Owing to can obtain a large amount of sampled datas of antenna receiving signal, thereby can carry out N point (N obtains the number of data for sampling) smoothing processing, become the function of following form to above-mentioned spatial spectrum function:
Smoothing processing can make the DOA estimated result more accurate reliable, and computation complexity only slightly increases.
(3) the gross space spectral function of the many baselines of structure, and carry out two-dimensional search, obtain the signal incident angle.

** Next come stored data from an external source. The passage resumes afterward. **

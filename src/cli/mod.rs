//! Glue between command-line inputs and the release workflow

pub mod orchestration;

pub use orchestration::{
    run_release_workflow, Outcome, ReleaseReport, ReleaseWorkflowArgs, Stage, TagUpdate,
};

use crate::error::{ReleaseError, Result};
use crate::git::Repository;
use crate::host::RepoSlug;
use tracing::debug;

/// Pick the commit to release: the explicit value if given, otherwise HEAD of
/// the local repository.
pub fn resolve_commit_sha(explicit: Option<&str>, repo: Option<&dyn Repository>) -> Result<String> {
    if let Some(sha) = explicit.map(str::trim).filter(|s| !s.is_empty()) {
        return Ok(sha.to_string());
    }

    match repo {
        Some(repo) => {
            let sha = repo.head_sha()?;
            debug!("Using HEAD {} as the release commit", sha);
            Ok(sha)
        }
        None => Err(ReleaseError::invalid_input(
            "Commit sha is required: pass --sha, set GITHUB_SHA, or run inside a git repository",
        )),
    }
}

/// Pick the repository: the explicit "owner/name" if given, otherwise the slug
/// parsed from `remote`'s URL.
pub fn resolve_repo_slug(
    explicit: Option<&str>,
    repo: Option<&dyn Repository>,
    remote: &str,
) -> Result<RepoSlug> {
    if let Some(slug) = explicit.map(str::trim).filter(|s| !s.is_empty()) {
        return RepoSlug::parse(slug);
    }

    match repo {
        Some(repo) => {
            let url = repo.remote_url(remote)?;
            debug!("Deriving repository from remote {} ({})", remote, url);
            RepoSlug::from_remote_url(&url)
        }
        None => Err(ReleaseError::config(
            "Repository is required: pass --repository or run inside a git repository",
        )),
    }
}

Carry out two-dimensional search through spatial spectrum function
in theory about
to above-mentioned single baseline; The spatial spectrum functional value is hour corresponding
signal incident direction for trying to achieve, that is:
But in fact, when above-mentioned spatial spectrum function is carried out two-dimensional search, some minimum points may occur, thereby possibly obtain false incident direction.To this, can eliminate false result through constructing many baselines spatial spectrum.

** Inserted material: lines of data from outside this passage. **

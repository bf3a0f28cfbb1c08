//! Go/no-go checks run before any tag or release is written

use crate::domain::{
    derive_aliases, is_duplicate_release, is_semver_bump, release_exists, ReleaseRecord, SemVer,
    TagVersion,
};
use crate::error::{ReleaseError, Result};
use crate::inputs::ActionInputs;

/// Check caller inputs and return the validated version.
///
/// Rejects an empty or prefixed version, anything that is not plain
/// `MAJOR.MINOR.PATCH`, an empty sha and blank file entries.
pub fn validate_inputs(inputs: &ActionInputs) -> Result<SemVer> {
    let number = inputs.version_number.as_str();

    if number.is_empty() {
        return Err(ReleaseError::invalid_input("Version number is required."));
    }
    if number.starts_with(['v', 'V']) {
        return Err(ReleaseError::invalid_input(format!(
            "Version '{}' must not include the 'v' prefix.",
            number
        )));
    }

    let parsed = semver::Version::parse(number).map_err(|e| {
        ReleaseError::invalid_input(format!(
            "Version '{}' is not a valid SemVer version: {}",
            number, e
        ))
    })?;
    if !parsed.pre.is_empty() {
        return Err(ReleaseError::invalid_input("Prerelease versions are not supported."));
    }
    if !parsed.build.is_empty() {
        return Err(ReleaseError::invalid_input("Build metadata is not supported."));
    }

    if inputs.sha.trim().is_empty() {
        return Err(ReleaseError::invalid_input("Commit sha is required."));
    }

    if let Some(position) = inputs.files.iter().position(|f| f.trim().is_empty()) {
        return Err(ReleaseError::invalid_input(format!(
            "File entry {} is blank.",
            position + 1
        )));
    }

    let version = SemVer::parse(number)?;
    derive_aliases(&version)?;
    Ok(version)
}

/// Judge the proposed release against what already exists.
///
/// Returns [`ReleaseError::DuplicateRelease`] when this exact version and
/// commit were already released, which callers treat as a no-op. A release of
/// the same version from another commit, or a version that is not a single
/// bump above existing history, is a [`ReleaseError::Conflict`].
pub fn validate_github_state(
    patch: &TagVersion,
    releases: &[ReleaseRecord],
    sha: &str,
) -> Result<()> {
    if is_duplicate_release(patch, releases, sha) {
        return Err(ReleaseError::duplicate(format!(
            "Release {} already exists for this sha. Exiting without creating a release.",
            patch.number
        )));
    }

    if release_exists(patch, releases) {
        return Err(ReleaseError::conflict(format!(
            "Release {} already exists for a different commit",
            patch.number
        )));
    }

    if !is_semver_bump(patch, releases) {
        return Err(ReleaseError::conflict(format!(
            "Version '{}' is not a valid SemVer bump of an existing Release",
            patch.number
        )));
    }

    Ok(())
}

#[cfg(test)]
mod tests {
    use super::*;
    use crate::domain::TagRef;

    fn inputs(version: &str, sha: &str, files: &[&str]) -> ActionInputs {
        ActionInputs {
            version_number: version.to_string(),
            sha: sha.to_string(),
            files: files.iter().map(|f| f.to_string()).collect(),
            ..Default::default()
        }
    }

    fn existing() -> Vec<ReleaseRecord> {
        vec![ReleaseRecord::new("v1.0.0", None)]
    }

    #[test]
    fn test_validate_inputs_accepts_plain_version() {
        let version = validate_inputs(&inputs("1.0.1", "fake-sha", &["a.txt"])).unwrap();
        assert_eq!(version, SemVer::new(1, 0, 1));
    }

    #[test]
    fn test_validate_inputs_minor_without_successor() {
        let err =
            validate_inputs(&inputs("1.18446744073709551615.0", "fake-sha", &[])).unwrap_err();
        assert!(matches!(err, ReleaseError::InvalidInput(_)));
        assert!(err.to_string().contains("no next minor version"));
    }

    #[test]
    fn test_validate_inputs_empty_version() {
        let err = validate_inputs(&inputs("", "fake-sha", &[])).unwrap_err();
        assert!(matches!(err, ReleaseError::InvalidInput(_)));
    }

    #[test]
    fn test_validate_inputs_v_prefix() {
        assert!(validate_inputs(&inputs("v1.0.0", "fake-sha", &[])).is_err());
    }

    #[test]
    fn test_validate_inputs_other_prefix() {
        assert!(validate_inputs(&inputs("r1.0.0", "fake-sha", &[])).is_err());
    }

    #[test]
    fn test_validate_inputs_prerelease() {
        let err = validate_inputs(&inputs("1.0.1-test", "fake-sha", &[])).unwrap_err();
        assert!(err.to_string().contains("Prerelease versions are not supported."));
    }

    #[test]
    fn test_validate_inputs_build_metadata() {
        let err = validate_inputs(&inputs("1.0.1+ci.4", "fake-sha", &[])).unwrap_err();
        assert!(err.to_string().contains("Build metadata"));
    }

    #[test]
    fn test_validate_inputs_empty_sha() {
        assert!(validate_inputs(&inputs("1.0.1", "", &[])).is_err());
        assert!(validate_inputs(&inputs("1.0.1", "   ", &[])).is_err());
    }

    #[test]
    fn test_validate_inputs_blank_file_entry() {
        let err = validate_inputs(&inputs("1.0.1", "fake-sha", &["a.txt", "  "])).unwrap_err();
        assert!(err.to_string().contains("File entry 2"));
    }

    #[test]
    fn test_validate_github_state_valid_bump() {
        let patch = TagVersion::new("1.0.1");
        assert!(validate_github_state(&patch, &existing(), "fake-sha").is_ok());
    }

    #[test]
    fn test_validate_github_state_initial_versions() {
        for number in ["0.0.0", "0.0.1", "0.1.0", "1.0.0"] {
            let patch = TagVersion::new(number);
            assert!(
                validate_github_state(&patch, &[], "fake-sha").is_ok(),
                "{} should be a valid first release",
                number
            );
        }
    }

    #[test]
    fn test_validate_github_state_not_a_bump() {
        let err = validate_github_state(&TagVersion::new("1.0.2"), &[], "aaa").unwrap_err();
        assert_eq!(
            err.to_string(),
            "Version '1.0.2' is not a valid SemVer bump of an existing Release"
        );

        let err = validate_github_state(&TagVersion::new("0.0.2"), &[], "aaa").unwrap_err();
        assert!(err.to_string().contains("not a valid SemVer bump"));
    }

    #[test]
    fn test_validate_github_state_duplicate() {
        let patch = TagVersion::new("1.0.0").with_ref(Some(TagRef::for_tag("v1.0.0", "aaa")));
        let releases = vec![ReleaseRecord::new("v1.0.0", Some("refs/tags/v1.0.0"))];

        let err = validate_github_state(&patch, &releases, "aaa").unwrap_err();
        assert!(err.is_duplicate());
    }

    #[test]
    fn test_validate_github_state_different_commit() {
        let patch = TagVersion::new("1.0.0");
        let err = validate_github_state(&patch, &existing(), "aaa").unwrap_err();
        assert!(!err.is_duplicate());
        assert_eq!(
            err.to_string(),
            "Release 1.0.0 already exists for a different commit"
        );
    }

    #[test]
    fn test_validate_github_state_same_ref_other_sha() {
        let patch = TagVersion::new("1.0.0").with_ref(Some(TagRef::for_tag("v1.0.0", "old")));
        let releases = vec![ReleaseRecord::new("v1.0.0", Some("refs/tags/v1.0.0"))];

        let err = validate_github_state(&patch, &releases, "new").unwrap_err();
        assert!(matches!(err, ReleaseError::Conflict(_)));
        assert!(err.to_string().contains("already exists for a different commit"));
    }
}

(3.1) many baselines of structure gross space spectral function, its method has two kinds:
First method is:
Receiving the signal configuration that obtains of sampling with two antennas on every baseline respectively goes out a two-dimensional space spectral function
and then many baselines gross space spectral function is formed in these spatial spectrum function additions:
Wherein, M is the number of baseline.Hour corresponding this public angle of public angle
is the signal incident angle that records to pairing angle when above-mentioned gross space spectral function is got minimum value
for the spatial spectrum function of every baseline
all reaches simultaneously, has eliminated the false measurement result under phase ambiguity and the low signal-to-noise ratio situation thus effectively.
Second method is:
Another kind of many baselines gross space spectral function is formed in the addition reciprocal of the spatial spectrum function
that every in first method baseline is corresponding:
Corresponding this public angle of public angle
was the signal incident angle that records when pairing angle when above-mentioned gross space spectral function is got maximal value
all reached maximum simultaneously for the spatial spectrum function of every baseline
, had effectively eliminated the false measurement result under phase ambiguity and the low signal-to-noise ratio situation.Utilize many baselines gross space spectral function of this method construct can be simultaneously so that the two-dimensional search result is more accurately directly perceived.
When (3.2) carrying out two-dimensional search; Directly gross space spectral function
and
to resulting two dimension carries out described point; And make three dimensions spectrogram about
and
, like Fig. 2, shown in Figure 3.Compose place, peak corresponding
among Fig. 2 among
of spectrum paddy place correspondence and Fig. 3 and be measured signal incident direction (mark with numeral among the figure, unit is degree).If have a plurality of spectrum paddy or compose the peak, then explanation has the multipath incident of the incident of multi-source signal or single source signal.The characteristics of the space spectrogram of following brief account signal with different type incident:
For single source signal; The value of the spatial spectrum function
that true angle
is corresponding is 0 in theory; In fact near 0; So; The spectrum peak of the three dimensions spectrogram that spatial spectrum function
is corresponding is very sharp-pointed the sort of, and factors such as noise and multipath then can have influence on the sharpness of Pu Feng in the three dimensions spectrogram.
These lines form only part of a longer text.